With everything I’ve listed above, I can say without blinking an eye that I am open to love.


Focusing on what I have is far more important to me these days than on things that I don’t.  One could argue that many of the things I’ve listed above are things I have; but the means to the end of the items listed above is the sole fact that I do NOT have a partner who appreciates those things in me….

So what do I have?

I have a little boy who is absolutely amazing.  His eyes read me in ways I’ve never been read before.  Our shared quirky humor regularly catches me off guard for never in a million years could I have imagined another person would get me.  Sure, he’s all of seven and a half years old, but we are connected in an amazing way, and I am beyond grateful that I am his mother.  He’s one of the sweetest little men that I know, and I hope with all my hearts some of the lessons (like NEVER EVER EVER make plans with someone and drop them off after 20 minutes) sticks inside his memory.  Instilling the decency within him, through small little lessons to truly treat others with the same kindness and respect you wish to receive will ultimately be my greatest reward….doing these things I don’t need another half, I just need myself. 

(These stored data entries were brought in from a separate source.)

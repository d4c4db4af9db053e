//! Asynchronous ontology-consistency verification.
//!
//! Host programs hand the engine verification requests: "may these two
//! individuals be linked by this relation?" or "may this individual carry
//! this data value?". Each distinct check runs once, as an external reasoner
//! process on a throwaway scratch ontology. Processes are bounded by an
//! admission controller, supervised by a watchdog that kills overruns, and
//! the violations are reported per call site.
//!
//! # Lifecycle
//!
//! ```no_run
//! use relcheck_engine::{run_guarded, EngineConfig, VerificationEngine};
//!
//! # fn main() -> relcheck_engine::Result<()> {
//! let config = EngineConfig::from_file("relcheck.toml".as_ref())?.with_env_overrides()?;
//! let engine = VerificationEngine::init(config)?;
//! // A panic escaping the body tears the run down.
//! let report = run_guarded(&engine, || {
//!     // engine.submit(request)? for every call site...
//!     engine.shutdown()
//! })?;
//! println!("{} violation(s)", report.violations);
//! # Ok(())
//! # }
//! ```
//!
//! # Components
//!
//! - [`cache`]: deduplicating triple/value cache.
//! - [`invoker`]: scratch ontology preparation and reasoner launching.
//! - [`pool`]: admission controller capping running reasoners.
//! - [`watchdog`]: reaping, timeout kills and the end-of-run report.
//! - [`report`]: diagnostics and sinks.
//! - [`teardown`]: fail-fast and panic teardown.
//! - [`intercept`]: wrappers that turn calls and constructions into requests.

#![deny(
    clippy::unwrap_used,
    clippy::expect_used,
    clippy::panic,
    missing_docs,
    clippy::missing_errors_doc
)]

pub mod cache;
pub mod config;
pub mod engine;
pub mod error;
pub mod intercept;
pub mod invoker;
pub mod pool;
pub mod process;
pub mod report;
pub mod request;
pub mod teardown;
pub mod watchdog;
pub mod worker;

pub use cache::{CacheEntry, CheckStatus, Lookup, TripleCache};
pub use config::{EngineConfig, ReasonerCommand, SchemaConfig, TimeoutPolicy};
pub use engine::{run_guarded, EngineStats, Submission, VerificationEngine};
pub use error::{EngineError, Result};
pub use intercept::{DataValues, DeclaredClass, DeclaredMethod, Instance, Linked};
pub use invoker::{ReasonerInvoker, Verdict};
pub use pool::{Admission, AdmissionController, Drained};
pub use report::{CollectingSink, Diagnostic, DiagnosticSink, StderrSink, ViolationReport};
pub use request::{CacheKey, CallSite, ConstraintCheck, Occurrence, RelationCheck, VerificationRequest};
pub use teardown::{ExitHook, TeardownCause, TeardownCoordinator};
pub use worker::{StartStamp, WorkerId};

I often repeat that I truly am happy being single, and in the same breath I ask if anyone around me knows of any other single guys.  I ask because I don’t want others to assume that, just because I’m open about being comfortable being single, means that I am NOT open to meeting a man and sharing my life; ultimately, I deeply want to share my life with a partner but when you don’t have something you REALLY REALLY WANT what’s the best course of action?  Is overstating how content I am being single the opposite of action?